YOUR ASSIGNMENT -> Pull every line containing "code" out of the material below.

MATERIAL FOR THE TASK ->

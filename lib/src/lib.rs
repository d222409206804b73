use std::time::Instant;

use serde::{Serialize, Serializer};

use crate::errors::{KmerError, KmerResult};
use crate::filtering::{FilterParams, RankedKmer};
use crate::hashing::{table_size, RollingHash};
use crate::table::{KmerTable, Windows};

pub mod errors;
pub mod filtering;
pub mod hashing;
pub mod input;
pub mod serialization;
pub mod table;

pub use crate::input::{open_input, InputBuffer};

pub const MIN_KMER_LENGTH: usize = 2;
pub const MAX_KMER_LENGTH: usize = 100;
/// Largest input (in bytes) that will be counted.
pub const MAX_INPUT_LENGTH: usize = 100_000_000;

/// Everything needed to go from an input buffer to a report.
#[derive(Clone, Copy, Debug, PartialEq)]
pub struct CountParams {
    pub kmer_length: usize,
    pub filter: FilterParams,
}

impl CountParams {
    pub fn new(kmer_length: usize, min_frequency: f64) -> KmerResult<Self> {
        if !(MIN_KMER_LENGTH..=MAX_KMER_LENGTH).contains(&kmer_length) {
            return Err(KmerError::InvalidKmerLength {
                k: kmer_length,
                min: MIN_KMER_LENGTH,
                max: MAX_KMER_LENGTH,
            });
        }
        Ok(CountParams {
            kmer_length,
            filter: FilterParams::new(min_frequency)?,
        })
    }

    /// Parse the k-mer length and minimum frequency from their textual form,
    /// e.g. command-line arguments, then validate them as `new` does.
    pub fn parse(kmer_length: &str, min_frequency: &str) -> KmerResult<Self> {
        let kmer_length: usize = kmer_length.trim().parse()?;
        let min_frequency: f64 = min_frequency.trim().parse()?;
        CountParams::new(kmer_length, min_frequency)
    }

    /// Checks the preconditions `count_kmers` relies on for an input of
    /// `len` bytes.
    pub fn check_input(&self, len: usize) -> KmerResult<()> {
        if len > MAX_INPUT_LENGTH {
            return Err(KmerError::OversizedInput {
                len,
                max: MAX_INPUT_LENGTH,
            });
        }
        if self.kmer_length > len {
            return Err(KmerError::KmerLongerThanInput {
                k: self.kmer_length,
                len,
            });
        }
        Ok(())
    }
}

/// Occurrence counts for every distinct k-mer of a buffer.
///
/// `counts[i]` is non-zero only when position `i` is the first occurrence
/// (the representative) of its k-mer, and then holds the number of times
/// that k-mer occurs anywhere in the buffer.
#[derive(Clone, Debug, PartialEq)]
pub struct KmerCounts {
    counts: Vec<u32>,
    kmer_length: usize,
    distinct: usize,
}

impl KmerCounts {
    pub fn kmer_length(&self) -> usize {
        self.kmer_length
    }

    pub fn input_length(&self) -> usize {
        self.counts.len()
    }

    /// Number of k-mer windows in the buffer (`n - k + 1`).
    pub fn max_possible_count(&self) -> usize {
        self.counts.len() + 1 - self.kmer_length
    }

    pub fn distinct(&self) -> usize {
        self.distinct
    }

    pub fn counts(&self) -> &[u32] {
        &self.counts
    }

    pub fn total(&self) -> u64 {
        self.counts.iter().map(|c| u64::from(*c)).sum()
    }

    /// Filter and rank the counts of `data` (the buffer they were built from).
    pub fn report<'a>(&self, data: &'a [u8], filter: &FilterParams) -> KmerReport<'a> {
        debug_assert_eq!(data.len(), self.counts.len());
        let max_possible_count = self.max_possible_count();
        let start = Instant::now();
        let ranked = filter.filter_counts(&self.counts, max_possible_count);
        log::debug!(
            "selected and ranked {} k-mers in {:.2?}",
            ranked.len(),
            start.elapsed()
        );
        KmerReport {
            windows: Windows::new(data, self.kmer_length),
            kmer_length: self.kmer_length,
            input_length: data.len(),
            total_kmers: max_possible_count,
            distinct_kmers: self.distinct,
            min_count: filter.min_count(max_possible_count),
            ranked,
        }
    }
}

/// Count every k-mer of `data` in one rolling-hash pass.
///
/// `kmer_length` must be at least 1 and no larger than `data.len()`, and
/// `data` must be shorter than `u32::MAX` bytes. Only the length bound is
/// enforced here (`KmerTable::new` asserts it); the k-mer length is left to
/// `CountParams::check_input`, and a `kmer_length` past the end of `data`
/// panics on the first slice.
pub fn count_kmers(data: &[u8], kmer_length: usize) -> KmerCounts {
    debug_assert!(kmer_length >= 1 && kmer_length <= data.len());
    let start = Instant::now();
    let modulus = table_size(data.len());
    log::debug!(
        "counting {}-mers over {} bytes with {} table slots",
        kmer_length,
        data.len(),
        modulus
    );

    let mut table = KmerTable::new(Windows::new(data, kmer_length), modulus, data.len());
    for (position, hash) in RollingHash::new(data, kmer_length, modulus) {
        table.record(hash, position);
    }
    let distinct = table.distinct();
    log::debug!(
        "found {} distinct k-mers in {:.2?}",
        distinct,
        start.elapsed()
    );

    KmerCounts {
        counts: table.into_counts(),
        kmer_length,
        distinct,
    }
}

/// Validate the parameters against `data`, count, then filter and rank.
pub fn frequent_kmers<'a>(data: &'a [u8], params: &CountParams) -> KmerResult<KmerReport<'a>> {
    params.check_input(data.len())?;
    let counts = count_kmers(data, params.kmer_length);
    let report = counts.report(data, &params.filter);
    log::info!(
        "{} of {} distinct {}-mers occur at least {} times",
        report.len(),
        report.distinct_kmers(),
        report.kmer_length(),
        report.min_count()
    );
    Ok(report)
}

fn serialize_kmer<S>(kmer: &&[u8], serializer: S) -> Result<S::Ok, S::Error>
where
    S: Serializer,
{
    serializer.serialize_str(&String::from_utf8_lossy(kmer))
}

/// A reported k-mer, borrowed from the input buffer.
#[derive(Clone, Copy, Debug, PartialEq, Serialize)]
pub struct KmerFrequency<'a> {
    #[serde(serialize_with = "serialize_kmer")]
    pub kmer: &'a [u8],
    pub count: u32,
    /// `count` over the number of windows in the buffer.
    pub frequency: f64,
}

/// The k-mers that met the threshold, most frequent first.
pub struct KmerReport<'a> {
    windows: Windows<'a>,
    kmer_length: usize,
    input_length: usize,
    total_kmers: usize,
    distinct_kmers: usize,
    min_count: u32,
    ranked: Vec<RankedKmer>,
}

impl<'a> KmerReport<'a> {
    pub fn kmer_length(&self) -> usize {
        self.kmer_length
    }

    pub fn input_length(&self) -> usize {
        self.input_length
    }

    /// Number of windows, i.e. the largest count any k-mer could have.
    pub fn total_kmers(&self) -> usize {
        self.total_kmers
    }

    pub fn distinct_kmers(&self) -> usize {
        self.distinct_kmers
    }

    pub fn min_count(&self) -> u32 {
        self.min_count
    }

    pub fn ranked(&self) -> &[RankedKmer] {
        &self.ranked
    }

    pub fn len(&self) -> usize {
        self.ranked.len()
    }

    pub fn is_empty(&self) -> bool {
        self.ranked.is_empty()
    }

    pub fn iter(&self) -> impl Iterator<Item = KmerFrequency<'a>> + '_ {
        let windows = self.windows;
        let total = self.total_kmers as f64;
        self.ranked.iter().map(move |r| KmerFrequency {
            kmer: windows.kmer(r.position),
            count: r.count,
            frequency: f64::from(r.count) / total,
        })
    }
}
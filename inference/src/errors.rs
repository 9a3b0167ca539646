//! errors.rs – error taxonomy for the inference pipeline.
//!
//! Per-isolate failures are `PipelineError` and abort only that isolate's
//! run; they are recorded against the isolate id in the batch report.
//! `LoadError` covers catalog/model/panel loading and is fatal at process
//! start — no isolate can be scored without those resources.

/// Errors raised while running a single isolate through the pipeline.
#[derive(Debug, thiserror::Error)]
pub enum PipelineError {
    /// A required panel marker could not be located, or the input sequence
    /// is malformed/truncated below the minimum coverage threshold.
    #[error("unresolved marker panel: {0}")]
    UnresolvedMarker(String),

    /// Too few panel features resolved to score without over-confidence.
    #[error("{resolved} panel features resolved, minimum is {required}")]
    InsufficientFeatures { resolved: usize, required: usize },

    /// The therapeutic catalog contains no agents.
    #[error("therapeutic catalog contains no agents")]
    EmptyCatalog,

    /// Region filtering (length / GC bounds) left nothing to design against.
    #[error("no viable candidate regions after length/GC filtering")]
    NoCandidateRegions,
}

pub type PipelineResult<T> = Result<T, PipelineError>;

/// Errors raised while loading the static resources a batch run depends on.
#[derive(Debug, thiserror::Error)]
pub enum LoadError {
    #[error("failed to read {path}")]
    Io {
        path: String,
        #[source]
        source: std::io::Error,
    },

    #[error("failed to parse {path}")]
    Parse {
        path: String,
        #[source]
        source: serde_json::Error,
    },

    #[error("marker '{marker}' has an invalid detection motif '{motif}'")]
    Motif {
        marker: String,
        motif: String,
        #[source]
        source: Box<regex::Error>,
    },

    #[error("marker '{marker}' motif '{motif}' contains non-IUPAC code '{code}'")]
    InvalidIupac {
        marker: String,
        motif: String,
        code: char,
    },

    /// A documented high-risk marker with a negative weight would break the
    /// monotonicity guarantee, so the model is rejected outright.
    #[error("high-risk marker '{marker}' carries negative weight {weight}")]
    NegativeHighRiskWeight { marker: String, weight: f64 },

    #[error("configured model version '{requested}' does not match loaded model '{loaded}'")]
    ModelVersionMismatch { requested: String, loaded: String },
}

TASK OUTPUT ->
    #[error("marker '{marker}' motif '{motif}' contains non-IUPAC code '{code}'")]
        code: char,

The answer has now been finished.